Fotos machen die Teilnehmer der Führung im Fliegerhorst an der Stelle, an der eine Tafel an den dort erschossenen Polizeibeamten Anton Fliegerbauer erinnert. (Foto: Lukas Barth)

Hans Völkl erzählt der Sportlergruppe, dass er im letzten Monat seines zweijährigen Dienstes bei der Luftwaffe vom 5. auf den 6. September für die Nachtschicht eingeteilt war. Der Unteroffizier hatte während der Olympischen Spiele die Aufgabe, die Piloten jener Flugzeuge zu betreuen, die die Olympiateilnehmer nach Fürstenfeldbruck brachten. Nächste Station war das Olympische Dorf. Dort drangen am frühen Morgen des 5. September Angehörige der Terrorgruppe Schwarzer September in die Unterkunft der israelischen Mannschaft ein, erschossen zwei Olympiateilnehmer, unter ihnen Yossef Romano, und nahmen neun Geiseln. Im Tower von Fürstenfeldbruck verfolgte Hans Völkl die Ereignisse auf einem kleinen Schwarz-weiß-Fernseher. Plötzlich und unerwartet landet eine Passagiermaschine, wird seitlich vom Tower abgestellt und wartet mit laufenden Turbinen. So erinnert sich der heute 71-Jährige, der danach in seinem kleinen TV-Gerät den Abflug von zwei Hubschraubern in München mit den Terroristen und ihren Geiseln an Bord sieht und annimmt, dass sie zum Flugplatz München-Riem unterwegs sind. "Zehn Minuten später habe ich die Helikopter aus Richtung Gröbenzell kommen gehört." Von seinem Platz im Erdgeschoss aus, sieht er, wie Terroristen aus den Hubschraubern übers Vorfeld zu der Passagiermaschine laufen, sie inspizieren und wieder zurückgehen. In dem Moment begann ein Feuergefecht zwischen der Polizei und den Attentätern, vor dem sich Völkl unter seinem Schreibtisch in Sicherheit brachte. Er sieht noch, wie zu Beginn der Schießerei der Polizist Anton Fliegerbauer aus dem Gebäude stürmt - und vor dem Eingang tödlich getroffen wird.
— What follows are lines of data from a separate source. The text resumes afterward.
#[cfg(test)]
#[allow(clippy::unwrap_used)]
mod tests {
    use super::*;

    fn resolver_from(raw: &str) -> Resolver {
        Resolver::new(Arc::new(CatalogIndex::from_json_str(raw, "test").unwrap()))
    }

    fn sample() -> Resolver {
        resolver_from(
            r#"[
                {"name": "Spa-Francorchamps", "aliases": ["Spa"], "category": "road",
                 "subConfigs": [
                    {"name": "gp", "path": "spa/gp"},
                    {"name": "endurance", "path": "spa/endurance"}
                 ]},
                {"name": "Daytona International Speedway", "aliases": ["Daytona"], "category": "mixed",
                 "subConfigs": [
                    {"name": "oval", "path": "daytona/oval", "category": "oval"},
                    {"name": "road", "path": "daytona/road", "category": "road"}
                 ]},
                {"name": "Okayama", "category": "road",
                 "subConfigs": [
                    {"name": "old", "path": "okayama/old", "retired": true},
                    {"name": "full", "path": "okayama/full"}
                 ]},
                {"name": "Road America", "category": "road",
                 "subConfigs": [{"name": "full", "path": "roadamerica/full"}]},
                {"name": "Watkins Glen", "category": "road",
                 "subConfigs": [{"name": "boot", "path": "watkinsglen/boot"}]}
            ]"#,
        )
    }

    // ==================== Tier Tests ====================

    #[test]
    fn test_resolve_spa_uppercase_exact() {
        let resolver = resolver_from(
            r#"[{"name": "Spa-Francorchamps", "subConfigs": [{"name": "gp", "path": "spa/gp", "retired": false}]}]"#,
        );
        let resolved = resolver.resolve("SPA", None).into_resolved().unwrap();
        assert_eq!(resolved.relative_path, "spa/gp");
        assert_eq!(resolved.tier, MatchTier::Exact);
        assert!((resolved.confidence - 1.0).abs() < f64::EPSILON);
    }

    #[test]
    fn test_resolve_punctuation_insensitive_exact() {
        let resolved = sample().resolve("spa francorchamps", None).into_resolved().unwrap();
        assert_eq!(resolved.entry_name, "Spa-Francorchamps");
        assert_eq!(resolved.tier, MatchTier::Exact);
    }

    #[test]
    fn test_resolve_substring_tier() {
        let resolved = sample().resolve("Watkins Glen Boot Layout", None).into_resolved().unwrap();
        assert_eq!(resolved.entry_name, "Watkins Glen");
        assert_eq!(resolved.tier, MatchTier::Substring);
    }

    #[test]
    fn test_resolve_fuzzy_tier() {
        let resolved = sample().resolve("Okayamma", None).into_resolved().unwrap();
        assert_eq!(resolved.entry_name, "Okayama");
        assert_eq!(resolved.tier, MatchTier::Fuzzy);
        assert!(resolved.confidence >= FUZZY_THRESHOLD);
    }

    #[test]
    fn test_resolve_exact_beats_substring() {
        // "road america" is also a substring candidate for "road" keys; exact wins.
        let resolved = sample().resolve("Road America", None).into_resolved().unwrap();
        assert_eq!(resolved.tier, MatchTier::Exact);
        assert_eq!(resolved.relative_path, "roadamerica/full");
    }

    #[test]
    fn test_resolve_unmatched_is_unresolved() {
        let resolver = sample();
        assert!(resolver.resolve("Zzyzx Proving Ground", None).is_unresolved());
        assert!(resolver.resolve("   ", None).is_unresolved());
    }

    #[test]
    fn test_resolve_short_input_skips_substring() {
        assert!(sample().resolve("xy", None).is_unresolved());
    }

    #[test]
    fn test_resolve_is_deterministic() {
        let resolver = sample();
        let first = resolver.resolve("Daytona", Some(TrackCategory::Road));
        for _ in 0..10 {
            assert_eq!(resolver.resolve("Daytona", Some(TrackCategory::Road)), first);
        }
    }

    // ==================== Layout Selection Tests ====================

    #[test]
    fn test_category_hint_selects_layout() {
        let resolver = sample();
        assert_eq!(
            resolver.resolve("Daytona", Some(TrackCategory::Road)).relative_path(),
            Some("daytona/road")
        );
        assert_eq!(
            resolver.resolve("Daytona", Some(TrackCategory::Oval)).relative_path(),
            Some("daytona/oval")
        );
        assert_eq!(resolver.resolve("Daytona", None).relative_path(), Some("daytona/oval"));
    }

    #[test]
    fn test_retired_layout_loses() {
        assert_eq!(sample().resolve("Okayama", None).relative_path(), Some("okayama/full"));
    }

    #[test]
    fn test_unmatched_category_hint_falls_back() {
        assert_eq!(
            sample().resolve("Spa", Some(TrackCategory::Oval)).relative_path(),
            Some("spa/gp")
        );
    }

    #[test]
    fn test_compound_name_suffix_selects_layout() {
        let resolver = sample();
        assert_eq!(resolver.resolve("DaytonaRoad", None).relative_path(), Some("daytona/road"));
        assert_eq!(resolver.resolve("SpaEndurance", None).relative_path(), Some("spa/endurance"));
    }

    #[test]
    fn test_resolve_with_hint_text_maps_series_tags() {
        let resolver = sample();
        assert_eq!(
            resolver.resolve_with_hint_text("Daytona", Some("GT3")).relative_path(),
            Some("daytona/road")
        );
        assert_eq!(
            resolver.resolve_with_hint_text("Daytona", Some("nascar cup")).relative_path(),
            Some("daytona/oval")
        );
    }

    #[test]
    fn test_bundled_catalog_resolves_common_names() {
        let resolver = Resolver::new(Arc::new(CatalogIndex::bundled().unwrap()));
        assert_eq!(resolver.resolve("Le Mans", None).relative_path(), Some("lemans/full"));
        assert_eq!(resolver.resolve("Nürburgring", None).relative_path(), Some("nurburgring/gp"));
        assert_eq!(resolver.resolve("SPA", None).relative_path(), Some("spa/gp"));
    }
}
Auf einer Tafel vor dem alten Tower wird an den Anschlag auf die israelischen Sportler erinnert. (Foto: Lukas Barth)

Völkl, das ist ihm anzusehen, bewegen die Schilderungen sehr. Es sind zwar 50 Jahre vergangen, aber er hat an diesem Ort Menschen sterben sehen. Er hat die israelischen Opfer in den Hubschraubern gesehen und die zwei der drei Terroristen, die schwer verletzt überlebten und in seinem Büro gefesselt und blutend auf dem Boden lagen. Er kann diese Eindrücke ohne Verklärung oder Pathos vermitteln, er tut dies auf Englisch, und den Gästen des Historischen Vereins und des Eichenauer Sportvereins dürfte klar geworden sein, dass es eben kein Museumsbesuch ist, den sie da erleben. Es ist nun die Aufgabe von Pavel Kolosovski, an diesem Wochenende über Olympia 1972, das Attentat und Yossef Romano zu reden. Ihn selbst verbindet mit Romano, dass er zwischen 2000 und 2009 selbst israelischer Champion im Mittelgewicht war und am Gedächtnisturnier für Romano teilgenommen hat. Damals, erzählt er im erste Stock des Towers mit Ausblick auf das Vorfeld, wo die Sportler umgebracht wurden, habe er von Romanos Witwe Ilana eine Auszeichnung bekommen. Von jener Frau, die 2012 vergeblich versuchte, dass bei den Olympischen Spielen der israelischen Opfer mit einer Schweigeminute gedacht wird.